In the single shot model, stack space is only required while the
task is running and once the task terminates its stack space can be
reclaimed. As a task can only ever be preempted by a task of higher
priority that must terminate before the original task can continue to
run, all tasks can share a single stack. In the single shot model
running on a single stack, the stack requirements are proportional to
the number of unique priority levels in the system rather than the
number of tasks.
By reducing the number of different priority levels in the system,
the overall stack requirements can be reduced significantly. By
optimising priority levels and exploiting the fact the single shot
model enables a single stack it is possible to reduce RAM
requirements much closer to those of cyclic systems. This enables the
benefits of preemption to be enjoyed in systems where it was not
previously possible without exceeding the on-chip XRAM provided by
the 16x family.
To illustrate the possible savings, consider a system with four
tasks: t1, t2, t3 and t4, where the priorities of the tasks range
from 1 (the lowest) for t1 to 4 for t4. If all tasks are fully
preemptive, the stack usage of the system is the sum of the stack
usage for each of the tasks t1 to t4. However, if tasks t1 and t2 are
both defined as non-preemptive, t1 can never appear on the stack at
the same time as any other task, likewise t2 can never appear on the
stack with any other task. Thus the stack usage of the system then
becomes the maximum stack usage of t1 or of t2, or of the sum of t3
and t4.
Fig 2
Improving memory usage with internal resources
In addition to the standard OSEK OS resource locking mechanism,
Realogy Real-Time Architect offers support for the internal resources
feature from the forthcoming OSEK OS v2.2 standard. This allows
automatic locking and unlocking of resources without any explicit API
calls.
If a task is declared as using an 'internal resource' Realogy
Real-Time Architect will automatically lock the specified resource(s)

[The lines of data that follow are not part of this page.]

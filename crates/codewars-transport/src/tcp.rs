//! TCP connection to the switch, built on `tokio::net::TcpStream`.

use std::future::Future;
use std::net::SocketAddr;
use std::sync::atomic::{AtomicU64, Ordering};
use std::time::Duration;

use tokio::io::{AsyncReadExt, AsyncWriteExt};
use tokio::net::TcpStream;
use tokio::net::tcp::{OwnedReadHalf, OwnedWriteHalf};
use tokio::sync::{Mutex, watch};
use tokio::time;

use crate::{Connection, ConnectionId, TransportError};

/// Counter for generating unique connection IDs.
static NEXT_CONNECTION_ID: AtomicU64 = AtomicU64::new(1);

/// Size of a single read when none is configured.
pub const DEFAULT_READ_BUFFER_SIZE: usize = 1024;

/// Socket-level knobs for a [`TcpConnection`].
///
/// All timeouts default to `None`: operations wait as long as the socket
/// does.
#[derive(Debug, Clone)]
pub struct TcpOptions {
    /// Maximum number of bytes returned by one [`Connection::recv`].
    pub read_buffer_size: usize,
    /// Upper bound on establishing the connection.
    pub connect_timeout: Option<Duration>,
    /// Upper bound on a single read.
    pub read_timeout: Option<Duration>,
    /// Upper bound on writing one buffer in full.
    pub write_timeout: Option<Duration>,
}

impl Default for TcpOptions {
    fn default() -> Self {
        Self {
            read_buffer_size: DEFAULT_READ_BUFFER_SIZE,
            connect_timeout: None,
            read_timeout: None,
            write_timeout: None,
        }
    }
}

/// A single TCP connection.
///
/// The stream is split into independently locked halves so that a task
/// parked in [`recv`](Connection::recv) never holds up a writer. The
/// `closed` watch channel is the one source of truth for the lifecycle:
/// flipping it wakes every pending operation.
pub struct TcpConnection {
    id: ConnectionId,
    peer_addr: SocketAddr,
    local_addr: SocketAddr,
    reader: Mutex<Option<OwnedReadHalf>>,
    writer: Mutex<Option<OwnedWriteHalf>>,
    closed: watch::Sender<bool>,
    options: TcpOptions,
}

impl TcpConnection {
    /// Opens a connection to `host:port`.
    ///
    /// `host` may be a name or an address literal; name resolution
    /// failures surface as [`TransportError::Connect`]. Nothing is retried.
    pub async fn connect(
        host: &str,
        port: u16,
        options: TcpOptions,
    ) -> Result<Self, TransportError> {
        let stream = deadline(options.connect_timeout, "connect", async {
            TcpStream::connect((host, port))
                .await
                .map_err(TransportError::Connect)
        })
        .await?;
        Self::from_stream(stream, options)
    }

    /// Wraps an already connected stream.
    pub fn from_stream(
        stream: TcpStream,
        mut options: TcpOptions,
    ) -> Result<Self, TransportError> {
        let peer_addr = stream.peer_addr().map_err(TransportError::Connect)?;
        let local_addr =
            stream.local_addr().map_err(TransportError::Connect)?;
        // Commands are a few dozen bytes; don't let Nagle sit on them.
        if let Err(e) = stream.set_nodelay(true) {
            tracing::debug!(error = %e, "failed to set TCP_NODELAY");
        }
        options.read_buffer_size = options.read_buffer_size.max(1);

        let id = ConnectionId::new(
            NEXT_CONNECTION_ID.fetch_add(1, Ordering::Relaxed),
        );
        let (read_half, write_half) = stream.into_split();
        let (closed, _) = watch::channel(false);
        tracing::debug!(%id, %peer_addr, "TCP connection established");

        Ok(Self {
            id,
            peer_addr,
            local_addr,
            reader: Mutex::new(Some(read_half)),
            writer: Mutex::new(Some(write_half)),
            closed,
            options,
        })
    }

    /// Address of the remote peer.
    pub fn peer_addr(&self) -> SocketAddr {
        self.peer_addr
    }

    /// Local address of the socket.
    pub fn local_addr(&self) -> SocketAddr {
        self.local_addr
    }
}

impl Connection for TcpConnection {
    type Error = TransportError;

    async fn send(&self, data: &[u8]) -> Result<(), Self::Error> {
        let mut closed = self.closed.subscribe();
        if *closed.borrow_and_update() {
            return Err(TransportError::closed_locally());
        }

        // The writer lock is held for the whole buffer, so concurrent
        // sends go out back to back rather than interleaved.
        let write = async {
            let mut guard = self.writer.lock().await;
            let writer =
                guard.as_mut().ok_or_else(TransportError::closed_locally)?;
            writer
                .write_all(data)
                .await
                .map_err(TransportError::SendFailed)?;
            writer.flush().await.map_err(TransportError::SendFailed)
        };

        tokio::select! {
            res = deadline(self.options.write_timeout, "write", write) => {
                if res.is_ok() {
                    tracing::trace!(id = %self.id, bytes = data.len(), "sent");
                }
                res
            }
            _ = closed.changed() => Err(TransportError::closed_locally()),
        }
    }

    async fn recv(&self) -> Result<Option<Vec<u8>>, Self::Error> {
        let mut closed = self.closed.subscribe();
        if *closed.borrow_and_update() {
            return Err(TransportError::closed_locally());
        }

        let read = async {
            let mut guard = self.reader.lock().await;
            let reader =
                guard.as_mut().ok_or_else(TransportError::closed_locally)?;
            let mut buf = vec![0u8; self.options.read_buffer_size];
            let n = reader
                .read(&mut buf)
                .await
                .map_err(TransportError::ReceiveFailed)?;
            buf.truncate(n);
            Ok::<_, TransportError>(buf)
        };

        tokio::select! {
            res = deadline(self.options.read_timeout, "read", read) => {
                let buf = res?;
                tracing::trace!(id = %self.id, bytes = buf.len(), "read");
                // A zero-length read is the peer's FIN.
                Ok((!buf.is_empty()).then_some(buf))
            }
            _ = closed.changed() => Err(TransportError::closed_locally()),
        }
    }

    async fn close(&self) -> Result<(), Self::Error> {
        if self.closed.send_replace(true) {
            return Ok(());
        }

        // Pending operations observed the flag above and released their
        // locks, so both halves can be taken now.
        let writer = self.writer.lock().await.take();
        if let Some(mut writer) = writer {
            let shutdown = async {
                writer.shutdown().await.map_err(TransportError::SendFailed)
            };
            if let Err(e) =
                deadline(self.options.write_timeout, "shutdown", shutdown).await
            {
                tracing::debug!(id = %self.id, error = %e, "shutdown failed");
            }
        }
        drop(self.reader.lock().await.take());

        tracing::info!(id = %self.id, peer = %self.peer_addr, "connection closed");
        Ok(())
    }

    fn is_closed(&self) -> bool {
        *self.closed.borrow()
    }

    fn id(&self) -> ConnectionId {
        self.id
    }
}

/// Runs `fut`, failing with [`TransportError::TimedOut`] after `limit`.
async fn deadline<T>(
    limit: Option<Duration>,
    op: &'static str,
    fut: impl Future<Output = Result<T, TransportError>>,
) -> Result<T, TransportError> {
    match limit {
        Some(limit) => time::timeout(limit, fut)
            .await
            .map_err(|_| TransportError::TimedOut(op))?,
        None => fut.await,
    }
}

#[cfg(test)]
mod tests {
    use super::*;

    #[test]
    fn test_default_options_read_1024_bytes_without_timeouts() {
        let options = TcpOptions::default();
        assert_eq!(options.read_buffer_size, 1024);
        assert!(options.connect_timeout.is_none());
        assert!(options.read_timeout.is_none());
        assert!(options.write_timeout.is_none());
    }

    #[tokio::test(start_paused = true)]
    async fn test_deadline_times_out_pending_future() {
        let pending = std::future::pending::<Result<(), TransportError>>();
        let err = deadline(Some(Duration::from_millis(10)), "read", pending)
            .await
            .unwrap_err();
        assert!(matches!(err, TransportError::TimedOut("read")));
    }

    #[tokio::test]
    async fn test_deadline_without_limit_passes_result_through() {
        let value = deadline(None, "read", async { Ok::<_, TransportError>(5) })
            .await
            .unwrap();
        assert_eq!(value, 5);
    }
}
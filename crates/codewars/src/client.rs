//! `ProtocolClient`: one logged-in connection to the switch.
//!
//! Construction opens the socket and performs the login handshake inline,
//! so a `ProtocolClient` that exists has already sent `REGISTER`. After
//! that every call is a single request on the wire: there is no queue, no
//! retry and no game state. The caller owns the sequencing of a game.
//!
//! The client is either connected or closed. Closing is final, and every
//! call after it fails with a "connection closed" error.

use std::fmt;
use std::net::SocketAddr;

use codewars_protocol::{Command, FrameBuffer, LoginResponse};
use codewars_transport::{
    Connection, ConnectionId, TcpConnection, TransportError,
};
use tokio::sync::Mutex;

use crate::{ClientConfig, ClientError, Credentials};

/// Builder for configuring and connecting a [`ProtocolClient`].
///
/// # Example
///
/// ```rust,no_run
/// use codewars::prelude::*;
///
/// # async fn run() -> Result<(), ClientError> {
/// let client = ProtocolClient::builder("my-bot", "13579")
///     .host("127.0.0.1")
///     .port(3000)
///     .connect()
///     .await?;
/// client.ping().await?;
/// client.close().await?;
/// # Ok(())
/// # }
/// ```
pub struct ProtocolClientBuilder {
    credentials: Credentials,
    config: ClientConfig,
}

impl ProtocolClientBuilder {
    /// Creates a builder with default settings.
    pub fn new(
        server_name: impl Into<String>,
        server_key: impl Into<String>,
    ) -> Self {
        Self {
            credentials: Credentials::new(server_name, server_key),
            config: ClientConfig::default(),
        }
    }

    /// Replaces the whole configuration.
    pub fn config(mut self, config: ClientConfig) -> Self {
        self.config = config;
        self
    }

    /// Sets the switch host.
    pub fn host(mut self, host: impl Into<String>) -> Self {
        self.config.host = host.into();
        self
    }

    /// Sets the switch port.
    pub fn port(mut self, port: u16) -> Self {
        self.config.port = port;
        self
    }

    /// Sets the room id. It is not sent to the switch.
    pub fn room_id(mut self, room_id: impl Into<String>) -> Self {
        self.credentials.room_id = room_id.into();
        self
    }

    /// Sets the language. It is not sent to the switch.
    pub fn language(mut self, language: impl Into<String>) -> Self {
        self.credentials.language = language.into();
        self
    }

    /// Connects and logs in.
    pub async fn connect(self) -> Result<ProtocolClient, ClientError> {
        ProtocolClient::connect(self.credentials, self.config).await
    }
}

/// A connection to the switch, logged in at construction.
///
/// All methods take `&self`, so one client can be shared behind an `Arc`
/// by a reading task and a writing task. Writes never interleave, and a
/// `close` from either side wakes the other.
pub struct ProtocolClient {
    conn: TcpConnection,
    credentials: Credentials,
    config: ClientConfig,
    login_response: Vec<u8>,
    login_status: LoginResponse,
    /// Bytes read by `next_message` that don't yet form a whole message.
    inbox: Mutex<FrameBuffer>,
}

impl fmt::Debug for ProtocolClient {
    fn fmt(&self, f: &mut fmt::Formatter<'_>) -> fmt::Result {
        f.debug_struct("ProtocolClient")
            .field("id", &self.conn.id())
            .field("peer", &self.conn.peer_addr())
            .field("server", &self.credentials.server_name)
            .field("login_status", &self.login_status)
            .field("closed", &self.conn.is_closed())
            .finish_non_exhaustive()
    }
}

impl ProtocolClient {
    /// Creates a new builder.
    pub fn builder(
        server_name: impl Into<String>,
        server_key: impl Into<String>,
    ) -> ProtocolClientBuilder {
        ProtocolClientBuilder::new(server_name, server_key)
    }

    /// Opens a connection to the configured switch and logs in.
    ///
    /// The login is `REGISTER<<{server_name}:{server_key}`, followed by one
    /// read of up to `read_buffer_size` bytes which is kept as the login
    /// response. The reply is classified but, unless
    /// `require_login_confirmation` is set, never fails the call: an empty,
    /// late or negative reply still yields a connected client.
    ///
    /// # Errors
    /// - connection failure: [`TransportError::Connect`] or `TimedOut`,
    ///   with no socket left open;
    /// - a server name or key containing `<<`;
    /// - [`ClientError::LoginRejected`] when confirmation is required and
    ///   the switch sent `DISCONNECT_BOT_REMOTE`.
    pub async fn connect(
        credentials: Credentials,
        config: ClientConfig,
    ) -> Result<Self, ClientError> {
        let login = credentials.login_command()?;
        let login_bytes = config.outbound_framing.encode(&login)?;

        tracing::info!(
            host = %config.host,
            port = config.port,
            server = %credentials.server_name,
            "connecting to switch"
        );
        let conn = TcpConnection::connect(
            &config.host,
            config.port,
            config.tcp_options(),
        )
        .await?;

        match Self::login(&conn, &login_bytes).await {
            Ok(raw) => {
                let status = LoginResponse::classify(&raw);
                if let LoginResponse::Rejected { reason } = &status {
                    tracing::warn!(id = %conn.id(), %reason, "login rejected");
                    if config.require_login_confirmation {
                        conn.close().await?;
                        return Err(ClientError::LoginRejected(reason.clone()));
                    }
                }
                tracing::info!(id = %conn.id(), status = ?status, "logged in");

                Ok(Self {
                    inbox: Mutex::new(FrameBuffer::with_max_message_len(
                        config.inbound_framing,
                        config.max_message_len,
                    )),
                    conn,
                    credentials,
                    config,
                    login_response: raw,
                    login_status: status,
                })
            }
            Err(e) => {
                conn.close().await?;
                Err(e)
            }
        }
    }

    /// Sends the login command and reads the single response chunk.
    async fn login(
        conn: &TcpConnection,
        login_bytes: &[u8],
    ) -> Result<Vec<u8>, ClientError> {
        conn.send(login_bytes).await?;
        tracing::debug!(id = %conn.id(), "sent login");

        let raw = match conn.recv().await {
            Ok(Some(raw)) => raw,
            Ok(None) => {
                tracing::debug!(id = %conn.id(), "switch closed before replying to login");
                Vec::new()
            }
            Err(TransportError::TimedOut(_)) => {
                tracing::warn!(id = %conn.id(), "no login response before read timeout");
                Vec::new()
            }
            Err(e) => return Err(e.into()),
        };
        tracing::debug!(
            id = %conn.id(),
            response = %String::from_utf8_lossy(&raw),
            "login response"
        );
        Ok(raw)
    }

    // -----------------------------------------------------------------------
    // Raw primitives
    // -----------------------------------------------------------------------

    /// Sends `command` exactly as given.
    ///
    /// No terminator is appended; include one in `command` if the switch
    /// needs it. Partial writes are retried until every byte is out.
    pub async fn send(&self, command: &str) -> Result<(), ClientError> {
        self.conn.send(command.as_bytes()).await?;
        Ok(())
    }

    /// Sends a typed command, terminated per `outbound_framing`.
    pub async fn send_command(
        &self,
        command: &Command,
    ) -> Result<(), ClientError> {
        let bytes = self.config.outbound_framing.encode(command)?;
        self.conn.send(&bytes).await?;
        tracing::debug!(id = %self.conn.id(), %command, "sent command");
        Ok(())
    }

    /// Performs one read and returns whatever arrived, up to
    /// `read_buffer_size` bytes.
    ///
    /// No framing is applied: the result may hold part of a message or
    /// several messages. Bytes left over from
    /// [`next_message`](Self::next_message) are returned first, without
    /// touching the socket.
    ///
    /// # Errors
    /// "connection closed" if the client was closed or the peer hung up
    /// (the client is closed in the latter case too).
    pub async fn receive(&self) -> Result<Vec<u8>, ClientError> {
        self.ensure_open()?;
        {
            let mut inbox = self.inbox.lock().await;
            if !inbox.is_empty() {
                return Ok(inbox.take_all().to_vec());
            }
        }
        self.read_chunk().await
    }

    /// Returns the next complete message, reading as much as needed.
    ///
    /// Under `Framing::None` each read chunk is one message; under
    /// `Framing::Line` messages end at `\n` and are reassembled across
    /// reads.
    ///
    /// # Errors
    /// As [`receive`](Self::receive), plus
    /// [`ProtocolError::InvalidMessage`](codewars_protocol::ProtocolError)
    /// for bytes that are not `TAG<<PAYLOAD` and `MessageTooLong` for an
    /// unterminated line past `max_message_len`.
    pub async fn next_message(&self) -> Result<Command, ClientError> {
        self.ensure_open()?;
        let mut inbox = self.inbox.lock().await;
        loop {
            if let Some(frame) = inbox.next_frame()? {
                let command = Command::parse(&frame)?;
                tracing::debug!(id = %self.conn.id(), %command, "received command");
                return Ok(command);
            }
            let chunk = match self.read_chunk().await {
                Ok(chunk) => chunk,
                Err(e) => {
                    if self.conn.is_closed() && !inbox.is_empty() {
                        tracing::debug!(
                            id = %self.conn.id(),
                            bytes = inbox.len(),
                            "dropping partial message on close"
                        );
                        inbox.take_all();
                    }
                    return Err(e);
                }
            };
            inbox.push(&chunk);
        }
    }

    /// One read; a peer hang-up closes the client.
    async fn read_chunk(&self) -> Result<Vec<u8>, ClientError> {
        match self.conn.recv().await? {
            Some(chunk) => Ok(chunk),
            None => {
                tracing::info!(id = %self.conn.id(), "switch closed the connection");
                self.conn.close().await?;
                Err(TransportError::ConnectionClosed(
                    "closed by peer".into(),
                )
                .into())
            }
        }
    }

    fn ensure_open(&self) -> Result<(), ClientError> {
        if self.conn.is_closed() {
            return Err(TransportError::ConnectionClosed(
                "client is closed".into(),
            )
            .into());
        }
        Ok(())
    }

    // -----------------------------------------------------------------------
    // Commands
    // -----------------------------------------------------------------------

    /// Sends `SERVER_PING<<null`.
    pub async fn ping(&self) -> Result<(), ClientError> {
        self.send_command(&Command::ping()).await
    }

    /// Sends `GAME_INITIALIZE<<go`. There is no way to decline.
    pub async fn accept_challenge(&self) -> Result<(), ClientError> {
        self.send_command(&Command::accept_challenge()).await
    }

    /// Sends `PLAYCARDS_REPLY<<{reply}`.
    pub async fn send_cards(&self, reply: &str) -> Result<(), ClientError> {
        self.send_command(&Command::playcards_reply(reply)?).await
    }

    /// Sends `TURN_REPLY<<{reply}`.
    pub async fn turn_reply(&self, reply: &str) -> Result<(), ClientError> {
        self.send_command(&Command::turn_reply(reply)?).await
    }

    // -----------------------------------------------------------------------
    // Lifecycle
    // -----------------------------------------------------------------------

    /// Closes the connection. Calling it again does nothing.
    pub async fn close(&self) -> Result<(), ClientError> {
        self.conn.close().await?;
        Ok(())
    }

    /// Alias for [`close`](Self::close).
    pub async fn kill(&self) -> Result<(), ClientError> {
        self.close().await
    }

    /// Alias for [`close`](Self::close).
    pub async fn destroy(&self) -> Result<(), ClientError> {
        self.close().await
    }

    pub fn is_closed(&self) -> bool {
        self.conn.is_closed()
    }

    // -----------------------------------------------------------------------
    // Accessors
    // -----------------------------------------------------------------------

    /// The raw bytes the switch sent in answer to the login, verbatim.
    pub fn login_response(&self) -> &[u8] {
        &self.login_response
    }

    /// What the login response says.
    pub fn login_status(&self) -> &LoginResponse {
        &self.login_status
    }

    pub fn credentials(&self) -> &Credentials {
        &self.credentials
    }

    pub fn config(&self) -> &ClientConfig {
        &self.config
    }

    pub fn connection_id(&self) -> ConnectionId {
        self.conn.id()
    }

    pub fn peer_addr(&self) -> SocketAddr {
        self.conn.peer_addr()
    }
}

immediately before starting the task, and unlock the resource(s)
directly after the task has exited. This means that during task
execution all specified internal resources remain locked until the
task exits, thus preventing any other tasks that share the same
internal resources from pre-empting the currently running task.
Internal resources offer the developer a mechanism to control task
preemption that is more detailed than simply declaring tasks as
non-preemptive.
When declaring a non-pre-emptable task no other tasks are ever
allowed to pre-empt this task. This can introduce long blocking times
particularly if the task was assigned a very low priority. Using
internal resources instead allows the possibility of specifying
exactly the tasks that must never pre-empt each other, and thus avoid
any unnecessary blocking. Any higher priority tasks that do not share
the same internal resource are still allowed to pre-empt. Therefore,
using internal resources defines logical groups of tasks that are not
able to pre-empt each other.
Internal resources can be used in an application to reduce the
number of preemption levels, thus reducing the amount of stack memory
required. If it is known that a system remains schedulable when
certain tasks do not pre-empt other tasks, you can use internal
resources to achieve non-preemptive task execution. This is
illustrated in the below diagram, which shows that even a large
number of tasks can be fitted onto a small amount of stack space.
Fig 3
Improving memory usage with 16x interrupt grouping
Because there is flexibility in the interrupt priority level for
each vector, 16x applications can be tuned relatively late in their
life-cycle to optimise the trade-off between response times and stack
usage. The 16x prioritised interrupt handling provides, for interrupt
handlers, the equivalent functionality of Realogy Real-Time Architect
internal resources for tasks. By grouping several interrupt handlers
at the same priority, it is possible to make sure that their overall
stack requirement is only the maximum of their stack usages and not
the sum total. The programmable arbitration order ('group level')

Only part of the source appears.